Dès la fin du 19ème siècle est apparu en Chine un mouvement pour le renouvellement de la littérature. On reprochait à la littérature chinoise ancienne d’être écrite dans la langue des lettrés, incompréhensible et éloignée de la langue vernaculaire, de transmettre des valeurs qui ne respectaient pas les droits de l’individu, de suivre des schémas anciens qui n’étaient plus en phase avec la réalité et de ne pas décrire la vie quotidienne des simples gens.

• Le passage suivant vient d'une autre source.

// Licensed under the Apache License, Version 2.0 or the MIT License.
// SPDX-License-Identifier: Apache-2.0 OR MIT
// Copyright Tock Contributors 2025.

//! Clock and reset support for Bouffalo Lab SoCs (BL808 family).
//!
//! The clock blocks of these chips (GLB, HBN, MM_GLB, PDS) share one
//! register layout scheme: every clock node is a multiplexer, divider and
//! gate whose fields sit at arbitrary offsets of the block. A single
//! table-driven engine, [`clk::ClockTree`], serves all of them; each block
//! gets its own instance with its own node table.

#![cfg_attr(not(test), no_std)]

pub mod clk;
pub mod delay;
pub mod reset;
// Licensed under the Apache License, Version 2.0 or the MIT License.
// SPDX-License-Identifier: Apache-2.0 OR MIT
// Copyright Tock Contributors 2022.

//! Support for in-kernel debugging.
//!
//! For printing, this module exposes the `debug!` macro. It takes the same
//! arguments as `println!` and writes a line terminated with `\r\n` to the
//! debug writer installed by the board:
//!
//! ```rust,ignore
//! kernel::debug!("Clock {} runs at {}Hz", id, rate);
//! ```
//!
//! Board code installs the writer once, during initialization:
//!
//! ```rust,ignore
//! unsafe { kernel::debug::set_debug_writer(uart_writer) };
//! ```
//!
//! Until a writer is installed, debug output is discarded.

use core::fmt::{self, Arguments, Write};
use core::ptr::addr_of_mut;

/// Byte sink for debug output.
///
/// Implementations are expected to be synchronous (e.g. a polled UART).
pub trait IoWrite {
    /// Write as many bytes of `buf` as possible and return the number of
    /// bytes written.
    fn write(&mut self, buf: &[u8]) -> usize;
}

static mut DEBUG_WRITER: Option<&'static mut dyn IoWrite> = None;

/// Install the sink that `debug!` writes to.
///
/// # Safety
///
/// Must be called from the single initialization thread, before or between
/// `debug!` invocations, never concurrently with them.
pub unsafe fn set_debug_writer(writer: &'static mut dyn IoWrite) {
    *addr_of_mut!(DEBUG_WRITER) = Some(writer);
}

struct DebugWriter<'a> {
    sink: &'a mut dyn IoWrite,
}

impl Write for DebugWriter<'_> {
    fn write_str(&mut self, s: &str) -> fmt::Result {
        let mut bytes = s.as_bytes();
        while !bytes.is_empty() {
            let written = self.sink.write(bytes);
            if written == 0 {
                return Err(fmt::Error);
            }
            bytes = &bytes[written.min(bytes.len())..];
        }
        Ok(())
    }
}

/// Write a formatted line to the debug writer, if one is installed.
pub fn debug_println(args: Arguments) {
    // SAFETY: the kernel runs on a single thread; the writer is only replaced
    // by `set_debug_writer`, whose contract excludes concurrent use.
    let writer = unsafe { &mut *addr_of_mut!(DEBUG_WRITER) };
    if let Some(sink) = writer.as_deref_mut() {
        let mut writer = DebugWriter { sink };
        let _ = writer.write_fmt(args);
        let _ = writer.write_str("\r\n");
    }
}

/// In-kernel `println()` debugging.
#[macro_export]
macro_rules! debug {
    () => ({
        $crate::debug!("")
    });
    ($msg:expr $(,)?) => ({
        $crate::debug::debug_println(format_args!($msg))
    });
    ($fmt:expr, $($arg:tt)+) => ({
        $crate::debug::debug_println(format_args!($fmt, $($arg)+))
    });
}
// Licensed under the Apache License, Version 2.0 or the MIT License.
// SPDX-License-Identifier: Apache-2.0 OR MIT
// Copyright Tock Contributors 2025.

use kernel::debug;
use kernel::hil::time::BusyWait;
use kernel::platform::ClockInterface;
use kernel::utilities::mmio::RegisterPort;

use super::data::ClockId;
use super::tree::ClockTree;

/// The clock of one peripheral, for drivers that take a
/// [`ClockInterface`].
pub struct PeripheralClock<'a, 't, R: RegisterPort, D: BusyWait> {
    tree: &'a ClockTree<'t, R, D>,
    id: ClockId,
}

impl<'a, 't, R: RegisterPort, D: BusyWait> PeripheralClock<'a, 't, R, D> {
    pub const fn new(
        tree: &'a ClockTree<'t, R, D>,
        id: ClockId,
    ) -> PeripheralClock<'a, 't, R, D> {
        PeripheralClock { tree, id }
    }
}

impl<R: RegisterPort, D: BusyWait> ClockInterface for PeripheralClock<'_, '_, R, D> {
    fn is_enabled(&self) -> bool {
        self.tree.is_enabled(self.id).unwrap_or(false)
    }

    fn enable(&self) {
        if let Err(err) = self.tree.enable(self.id) {
            debug!("{}: enabling clock {} failed: {:?}", self.tree.name(), self.id, err);
        }
    }

    fn disable(&self) {
        if let Err(err) = self.tree.disable(self.id) {
            debug!("{}: disabling clock {} failed: {:?}", self.tree.name(), self.id, err);
        }
    }
}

La rénovation de la littérature chinoise va passer par une étape qui va s’inspirer de la littérature occidentale et aussi de celle du Japon qui a souvent servi d’intermédiaire entre l’Occident et la Chine. Cela a commencé par un abandon progressif de la langue des lettrés qui est d’abord simplifiée, puis par l’utilisation de la langue vernaculaire dont Hu Shi (1891-1962) fut le champion, écrivant romans et même des poèmes dans la langue parlée. Chen Duxiu (1879-1942) publie « de la révolution littéraire » et Liang Qichao (1873-1929), dans son ouvrage, Sur le roman et le gouvernement des masses, traduit bien l’idéologie qui voulait que la littérature dût avoir un rôle dans l’évolution de la société. De fait, les romans écrits en langue vernaculaire eurent une plus grande influence que les essais ou les écrits philosophiques. Parallèlement à la parution de romans, un grand mouvement de traduction va se développer qui va donner des modèles à suivre. Lin Shu (1852-1924) fut le plus prolifique des traducteurs, bien que ne connaissant aucune langue étrangère (il travaillait en binôme avec quelqu’un qui connaissait la langue), et ses traductions de David Copperfield de Dickens et de la Dame aux camélias de Dumas, entre autres, connurent un immense succès. Les deux tiers de la production littéraire de fiction à la fin de la dynastie des Qing étaient des traductions ! Jules Verne et Conan Doyle connurent aussi un grand intérêt de la part du public pour l’aspect romanesque et extraordinaire de leurs romans. Mais ce type de romans est censé non seulement distraire mais aussi enseigner quelque chose aux chinois. La traduction répondait à un objectif pragmatique précis : faire découvrir aux Chinois, à travers la littérature, la façon de vivre et l’esprit occidentaux. Cela a entraîné un mouvement d’imitation de la part des auteurs chinois et le roman policier occidental a été tout de suite imité : un auteur a même créé un Arsène Lupin chinois. Plus largement, ce sont les techniques romanesques de l’Occident qui ont été imitées. En 1922, Mao Dun (1896-1981) écrivit un article où il critique fortement le roman chinois traditionnel et il fut l’un de ceux dont les œuvres reflètent la lutte révolutionnaire et la désillusion de la fin des années 1920.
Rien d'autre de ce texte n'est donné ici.